È vero che la Terra durante la sua storia ha vissuto ère in cui le concentrazioni dell’anidride carbonica nell’atmosfera erano molto maggiori di quelle attuali? Com’è possibile che l’anidride carbonica, gas serra molto meno importante del vapore acqueo, possa influenzare il clima in modo così determinante come dicono?
«Sì, la Terra ha vissuto ère in cui le concentrazioni di CO2 in atmosfera erano molto maggiori di quelle attuali. Alcuni scienziati di paleo-clima sostengono che gli aumenti di temperatura nel passato hanno preceduto piuttosto che seguito gli aumenti di CO2 . Bisogna tenere presente inoltre che andando a ritroso nel tempo abbiamo misure globali con strumenti solo fino all’inizio dell’ottocento. Più in là nel tempo abbiamo solo indizi, detti “proxy data”: sedimenti lacustri e marini, anelli degli alberi, carotaggio di nevai e ghiacciai etc.»

Che importanza hanno i fenomeni oceanici per il clima?
«L’oceano è un elefante, l’atmosfera una gracile gazzella. Solo i primi cento metri di profondità degli oceani sono rilevanti direttamente per il sistema clima, ma la miscelazione completa delle acque oceaniche attraverso le grandi correnti richiede tempi dell’ordine delle migliaia di anni.»
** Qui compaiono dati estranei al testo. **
use crate::{
    compilation::{compile_validators, context::CompilationContext, JSONSchema},
    error::{CompilationError, ValidationError},
    keywords::{format_validators, CompilationResult, Validators},
    validator::{Validate, ValidationResult},
};
use serde_json::{Map, Value};

/// Fails when the negated sub-schema succeeds.
pub(crate) struct NotValidator {
    // needed only for error representation
    original: Value,
    validators: Validators,
}

impl NotValidator {
    #[inline]
    pub(crate) fn compile(schema: &Value, context: &CompilationContext) -> CompilationResult {
        if schema.is_object() {
            return Ok(Box::new(NotValidator {
                original: schema.clone(),
                validators: compile_validators(schema, context)?,
            }));
        }
        Err(CompilationError::SchemaError)
    }
}

impl Validate for NotValidator {
    fn validate(&self, schema: &JSONSchema, instance: &Value) -> ValidationResult {
        for validator in &self.validators {
            if let Err(error) = validator.validate(schema, instance) {
                if error.is_resolution_failure() {
                    return Err(error);
                }
                // The sub-schema failed, so the negation holds
                return Ok(());
            }
        }
        Err(ValidationError::should_not_match(
            instance,
            self.original.clone(),
        ))
    }

    fn name(&self) -> String {
        format!("not: {}", format_validators(&self.validators))
    }
}

#[inline]
pub(crate) fn compile(
    _: &Map<String, Value>,
    schema: &Value,
    context: &CompilationContext,
) -> Option<CompilationResult> {
    Some(NotValidator::compile(schema, context))
}
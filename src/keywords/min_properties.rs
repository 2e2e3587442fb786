use crate::{
    compilation::{context::CompilationContext, JSONSchema},
    error::{CompilationError, ValidationError},
    keywords::CompilationResult,
    validator::{Validate, ValidationResult},
};
use serde_json::{Map, Value};

pub(crate) struct MinPropertiesValidator {
    limit: u64,
}

impl MinPropertiesValidator {
    #[inline]
    pub(crate) fn compile(schema: &Value) -> CompilationResult {
        if let Some(limit) = schema.as_u64() {
            return Ok(Box::new(MinPropertiesValidator { limit }));
        }
        Err(CompilationError::SchemaError)
    }
}

impl Validate for MinPropertiesValidator {
    fn validate(&self, schema: &JSONSchema, instance: &Value) -> ValidationResult {
        if self.is_valid(schema, instance) {
            Ok(())
        } else {
            Err(ValidationError::too_few_properties(instance, self.limit))
        }
    }

    fn is_valid(&self, _: &JSONSchema, instance: &Value) -> bool {
        if let Value::Object(item) = instance {
            item.len() as u64 >= self.limit
        } else {
            true
        }
    }

    fn name(&self) -> String {
        format!("minProperties: {}", self.limit)
    }
}

#[inline]
pub(crate) fn compile(
    _: &Map<String, Value>,
    schema: &Value,
    _: &CompilationContext,
) -> Option<CompilationResult> {
    Some(MinPropertiesValidator::compile(schema))
}

#[cfg(test)]
mod tests {
    use crate::tests_util;
    use serde_json::{json, Value};
    use test_case::test_case;

    #[test_case(json!({"minProperties": 1}), json!({"a": 1}))]
    #[test_case(json!({"minProperties": 0}), json!({}))]
    fn valid(schema: Value, instance: Value) {
        tests_util::is_valid(schema, instance)
    }

    #[test_case(json!({"minProperties": 1}), json!({}))]
    #[test_case(json!({"minProperties": 3}), json!({"a": 1, "b": 2}))]
    fn invalid(schema: Value, instance: Value) {
        tests_util::is_not_valid(schema, instance)
    }
}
Che importanza ha l’attività solare e i moti dei pianeti tutti? Se non ho mal compreso, secondo il prof. Scafetta sono i fattori determinanti. Lei cosa pensa in proposito?
«Ho risposto rispondendo alla terza. I moti dei pianeti sono all’origine delle citate cause astronomiche (teoria di Milankovich). Il Sole è la vera sorgente di energia per il sistema. L’arrivo dell’uomo industriale è recentissimo nella storia del pianeta, ed il periodo della sua influenza un battito di ciglia nella vicenda complessiva.
»

Nel campo degli studi sui fenomeni atmosferici quali le nuvole c’è ancora molto da apprendere. Vero?
«Anche qui mi permetto di correggere la formulazione della domanda.
Di nuvole parlano i poeti. Gli scienziati parlano di nubi. Dal 1937 ad ora la fisica delle nubi ha fatto incessanti e straordinari progressi, e insieme alla radarmeteorologia ed al nowcasting ha cambiato la nostra vita, anche se la consapevolezza di questo tarda a farsi strada tra le gente comune (ma questo fatto richiederebbe un’intervista ad hoc). Ma la parametrizzazione di queste acquisite conoscenze sulle nubi entro i modelli di clima è tutt’altra storia. Sarà necessario ben altro tempo e ben altri sforzi, sempre che un osservatorio della terra dalla luna non accorci questa attesa rendendo superflui i modelli attuali così complessi e così inadeguati.
»

Ultima domanda: Se e quando ci sarà la prossima glaciazione.
«Non lo so e temo non lo sappia veramente nessuno. I paleo-climatologi hanno dei sospetti su questo punto. Sentiamo loro.»